The data:

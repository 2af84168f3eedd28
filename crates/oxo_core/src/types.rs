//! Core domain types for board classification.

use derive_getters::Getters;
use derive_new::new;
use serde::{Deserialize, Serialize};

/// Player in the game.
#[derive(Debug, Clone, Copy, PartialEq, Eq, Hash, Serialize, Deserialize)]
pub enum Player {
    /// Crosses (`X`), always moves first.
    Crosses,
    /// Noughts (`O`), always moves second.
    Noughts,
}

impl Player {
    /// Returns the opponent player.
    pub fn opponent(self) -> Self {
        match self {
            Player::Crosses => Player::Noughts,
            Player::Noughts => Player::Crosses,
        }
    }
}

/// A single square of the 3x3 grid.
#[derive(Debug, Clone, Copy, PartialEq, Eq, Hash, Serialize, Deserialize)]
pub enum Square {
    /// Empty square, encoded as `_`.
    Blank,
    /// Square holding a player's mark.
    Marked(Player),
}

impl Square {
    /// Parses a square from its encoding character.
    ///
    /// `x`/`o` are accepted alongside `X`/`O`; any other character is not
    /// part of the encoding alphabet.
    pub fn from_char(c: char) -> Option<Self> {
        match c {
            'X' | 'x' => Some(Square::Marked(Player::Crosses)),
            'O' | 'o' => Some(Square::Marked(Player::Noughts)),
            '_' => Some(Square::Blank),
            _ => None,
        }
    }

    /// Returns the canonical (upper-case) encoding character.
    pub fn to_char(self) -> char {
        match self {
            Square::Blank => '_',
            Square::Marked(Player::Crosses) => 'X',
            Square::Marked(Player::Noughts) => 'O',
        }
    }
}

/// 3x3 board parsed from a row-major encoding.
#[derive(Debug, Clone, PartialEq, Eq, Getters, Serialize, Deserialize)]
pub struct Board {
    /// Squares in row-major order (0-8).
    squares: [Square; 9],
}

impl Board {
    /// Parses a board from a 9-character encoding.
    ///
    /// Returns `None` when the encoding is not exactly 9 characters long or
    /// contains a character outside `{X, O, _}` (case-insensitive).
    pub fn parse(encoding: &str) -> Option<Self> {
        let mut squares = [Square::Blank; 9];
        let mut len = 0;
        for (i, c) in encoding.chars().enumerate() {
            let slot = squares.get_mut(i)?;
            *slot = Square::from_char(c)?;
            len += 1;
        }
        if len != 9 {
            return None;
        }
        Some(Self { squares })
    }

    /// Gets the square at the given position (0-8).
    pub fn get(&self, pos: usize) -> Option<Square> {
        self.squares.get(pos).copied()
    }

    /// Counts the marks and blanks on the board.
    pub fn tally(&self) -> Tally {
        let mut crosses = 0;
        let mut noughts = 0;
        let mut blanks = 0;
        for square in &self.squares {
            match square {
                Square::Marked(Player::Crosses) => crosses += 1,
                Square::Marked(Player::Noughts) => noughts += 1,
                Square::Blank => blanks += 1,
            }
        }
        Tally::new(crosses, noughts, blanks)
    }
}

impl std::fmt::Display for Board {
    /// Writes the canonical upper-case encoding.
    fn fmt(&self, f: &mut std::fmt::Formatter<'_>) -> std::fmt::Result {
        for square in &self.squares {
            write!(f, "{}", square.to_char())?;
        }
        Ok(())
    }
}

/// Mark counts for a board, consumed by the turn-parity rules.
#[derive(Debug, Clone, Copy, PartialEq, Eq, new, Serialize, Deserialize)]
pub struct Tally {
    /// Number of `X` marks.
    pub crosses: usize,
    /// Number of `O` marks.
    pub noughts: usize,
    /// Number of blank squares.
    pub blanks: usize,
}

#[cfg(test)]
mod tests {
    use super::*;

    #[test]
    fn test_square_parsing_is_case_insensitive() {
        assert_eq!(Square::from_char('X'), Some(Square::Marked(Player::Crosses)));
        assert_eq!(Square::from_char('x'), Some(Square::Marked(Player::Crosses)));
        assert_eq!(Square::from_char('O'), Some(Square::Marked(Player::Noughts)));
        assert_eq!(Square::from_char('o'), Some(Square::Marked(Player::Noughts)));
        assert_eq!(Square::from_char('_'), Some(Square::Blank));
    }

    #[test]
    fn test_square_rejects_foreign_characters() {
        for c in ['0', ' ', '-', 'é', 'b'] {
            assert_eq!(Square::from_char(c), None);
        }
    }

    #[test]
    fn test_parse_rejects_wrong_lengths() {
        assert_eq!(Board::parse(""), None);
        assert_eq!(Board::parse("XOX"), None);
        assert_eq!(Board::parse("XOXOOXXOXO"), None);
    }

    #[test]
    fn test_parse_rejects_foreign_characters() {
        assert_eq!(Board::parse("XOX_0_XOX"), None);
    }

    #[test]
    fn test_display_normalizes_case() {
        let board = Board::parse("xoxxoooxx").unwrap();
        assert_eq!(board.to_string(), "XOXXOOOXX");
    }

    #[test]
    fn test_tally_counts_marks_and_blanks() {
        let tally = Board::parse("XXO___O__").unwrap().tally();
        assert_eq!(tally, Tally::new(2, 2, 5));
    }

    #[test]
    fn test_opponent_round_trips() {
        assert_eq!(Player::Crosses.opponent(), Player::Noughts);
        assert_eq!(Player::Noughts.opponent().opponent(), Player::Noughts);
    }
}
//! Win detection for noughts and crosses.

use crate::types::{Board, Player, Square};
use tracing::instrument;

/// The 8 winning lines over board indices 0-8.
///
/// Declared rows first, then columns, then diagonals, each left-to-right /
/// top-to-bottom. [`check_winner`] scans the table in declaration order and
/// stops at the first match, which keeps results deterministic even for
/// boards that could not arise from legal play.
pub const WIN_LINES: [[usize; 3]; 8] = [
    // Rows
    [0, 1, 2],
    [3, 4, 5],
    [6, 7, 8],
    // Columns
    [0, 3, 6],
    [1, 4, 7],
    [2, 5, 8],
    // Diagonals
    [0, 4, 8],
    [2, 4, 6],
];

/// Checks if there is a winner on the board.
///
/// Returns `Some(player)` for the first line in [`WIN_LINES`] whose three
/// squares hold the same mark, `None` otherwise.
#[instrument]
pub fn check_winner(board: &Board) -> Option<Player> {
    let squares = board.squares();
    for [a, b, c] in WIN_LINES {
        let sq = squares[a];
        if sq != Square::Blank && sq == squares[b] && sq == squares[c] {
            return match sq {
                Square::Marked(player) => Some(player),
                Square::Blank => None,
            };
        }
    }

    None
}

Exercise requirements: Word for word, copy out the records.

Solution:
repository 2af84168f3eedd28
filename crates/oxo_core/src/types.rs
//! Core domain types for board classification.

use derive_getters::Getters;
use derive_new::new;
use serde::{Deserialize, Serialize};

/// Player in the game.
#[derive(Debug, Clone, Copy, PartialEq, Eq, Hash, Serialize, Deserialize)]
pub enum Player {
    /// Crosses (`X`), always moves first.
    Crosses,
    /// Noughts (`O`), always moves second.
    Noughts,
}

impl Player {
    /// Returns the opponent player.
    pub fn opponent(self) -> Self {
        match self {
            Player::Crosses => Player::Noughts,
            Player::Noughts => Player::Crosses,
        }
    }
}

/// A single square of the 3x3 grid.
#[derive(Debug, Clone, Copy, PartialEq, Eq, Hash, Serialize, Deserialize)]
pub enum Square {
    /// Empty square, encoded as `_`.
    Blank,
    /// Square holding a player's mark.
    Marked(Player),
}

impl Square {
    /// Parses a square from its encoding character.
    ///
    /// `x`/`o` are accepted alongside `X`/`O`; any other character is not
    /// part of the encoding alphabet.
    pub fn from_char(c: char) -> Option<Self> {
        match c {
            'X' | 'x' => Some(Square::Marked(Player::Crosses)),
            'O' | 'o' => Some(Square::Marked(Player::Noughts)),
            '_' => Some(Square::Blank),
            _ => None,
        }
    }

    /// Returns the canonical (upper-case) encoding character.
    pub fn to_char(self) -> char {
        match self {
            Square::Blank => '_',
            Square::Marked(Player::Crosses) => 'X',
            Square::Marked(Player::Noughts) => 'O',
        }
    }
}

/// 3x3 board parsed from a row-major encoding.
#[derive(Debug, Clone, PartialEq, Eq, Getters, Serialize, Deserialize)]
pub struct Board {
    /// Squares in row-major order (0-8).
    squares: [Square; 9],
}

impl Board {
    /// Parses a board from a 9-character encoding.
    ///
    /// Returns `None` when the encoding is not exactly 9 characters long or
    /// contains a character outside `{X, O, _}` (case-insensitive).
    pub fn parse(encoding: &str) -> Option<Self> {
        let mut squares = [Square::Blank; 9];
        let mut len = 0;
        for (i, c) in encoding.chars().enumerate() {
            let slot = squares.get_mut(i)?;
            *slot = Square::from_char(c)?;
            len += 1;
        }
        if len != 9 {
            return None;
        }
        Some(Self { squares })
    }

    /// Gets the square at the given position (0-8).
    pub fn get(&self, pos: usize) -> Option<Square> {
        self.squares.get(pos).copied()
    }

    /// Counts the marks and blanks on the board.
    pub fn tally(&self) -> Tally {
        let mut crosses = 0;
        let mut noughts = 0;
        let mut blanks = 0;
        for square in &self.squares {
            match square {
                Square::Marked(Player::Crosses) => crosses += 1,
                Square::Marked(Player::Noughts) => noughts += 1,
                Square::Blank => blanks += 1,
            }
        }
        Tally::new(crosses, noughts, blanks)
    }
}

impl std::fmt::Display for Board {
    /// Writes the canonical upper-case encoding.
    fn fmt(&self, f: &mut std::fmt::Formatter<'_>) -> std::fmt::Result {
        for square in &self.squares {
            write!(f, "{}", square.to_char())?;
        }
        Ok(())
    }
}

/// Mark counts for a board, consumed by the turn-parity rules.
#[derive(Debug, Clone, Copy, PartialEq, Eq, new, Serialize, Deserialize)]
pub struct Tally {
    /// Number of `X` marks.
    pub crosses: usize,
    /// Number of `O` marks.
    pub noughts: usize,
    /// Number of blank squares.
    pub blanks: usize,
}

#[cfg(test)]
mod tests {
    use super::*;

    #[test]
    fn test_square_parsing_is_case_insensitive() {
        assert_eq!(Square::from_char('X'), Some(Square::Marked(Player::Crosses)));
        assert_eq!(Square::from_char('x'), Some(Square::Marked(Player::Crosses)));
        assert_eq!(Square::from_char('O'), Some(Square::Marked(Player::Noughts)));
        assert_eq!(Square::from_char('o'), Some(Square::Marked(Player::Noughts)));
        assert_eq!(Square::from_char('_'), Some(Square::Blank));
    }

    #[test]
    fn test_square_rejects_foreign_characters() {
        for c in ['0', ' ', '-', 'é', 'b'] {
            assert_eq!(Square::from_char(c), None);
        }
    }

    #[test]
    fn test_parse_rejects_wrong_lengths() {
        assert_eq!(Board::parse(""), None);
        assert_eq!(Board::parse("XOX"), None);
        assert_eq!(Board::parse("XOXOOXXOXO"), None);
    }

    #[test]
    fn test_parse_rejects_foreign_characters() {
        assert_eq!(Board::parse("XOX_0_XOX"), None);
    }

    #[test]
    fn test_display_normalizes_case() {
        let board = Board::parse("xoxxoooxx").unwrap();
        assert_eq!(board.to_string(), "XOXXOOOXX");
    }

    #[test]
    fn test_tally_counts_marks_and_blanks() {
        let tally = Board::parse("XXO___O__").unwrap().tally();
        assert_eq!(tally, Tally::new(2, 2, 5));
    }

    #[test]
    fn test_opponent_round_trips() {
        assert_eq!(Player::Crosses.opponent(), Player::Noughts);
        assert_eq!(Player::Noughts.opponent().opponent(), Player::Noughts);
    }
}
//! Win detection for noughts and crosses.

use crate::types::{Board, Player, Square};
use tracing::instrument;

/// The 8 winning lines over board indices 0-8.
///
/// Declared rows first, then columns, then diagonals, each left-to-right /
/// top-to-bottom. [`check_winner`] scans the table in declaration order and
/// stops at the first match, which keeps results deterministic even for
/// boards that could not arise from legal play.
pub const WIN_LINES: [[usize; 3]; 8] = [
    // Rows
    [0, 1, 2],
    [3, 4, 5],
    [6, 7, 8],
    // Columns
    [0, 3, 6],
    [1, 4, 7],
    [2, 5, 8],
    // Diagonals
    [0, 4, 8],
    [2, 4, 6],
];

/// Checks if there is a winner on the board.
///
/// Returns `Some(player)` for the first line in [`WIN_LINES`] whose three
/// squares hold the same mark, `None` otherwise.
#[instrument]
pub fn check_winner(board: &Board) -> Option<Player> {
    let squares = board.squares();
    for [a, b, c] in WIN_LINES {
        let sq = squares[a];
        if sq != Square::Blank && sq == squares[b] && sq == squares[c] {
            return match sq {
                Square::Marked(player) => Some(player),
                Square::Blank => None,
            };
        }
    }

    None
}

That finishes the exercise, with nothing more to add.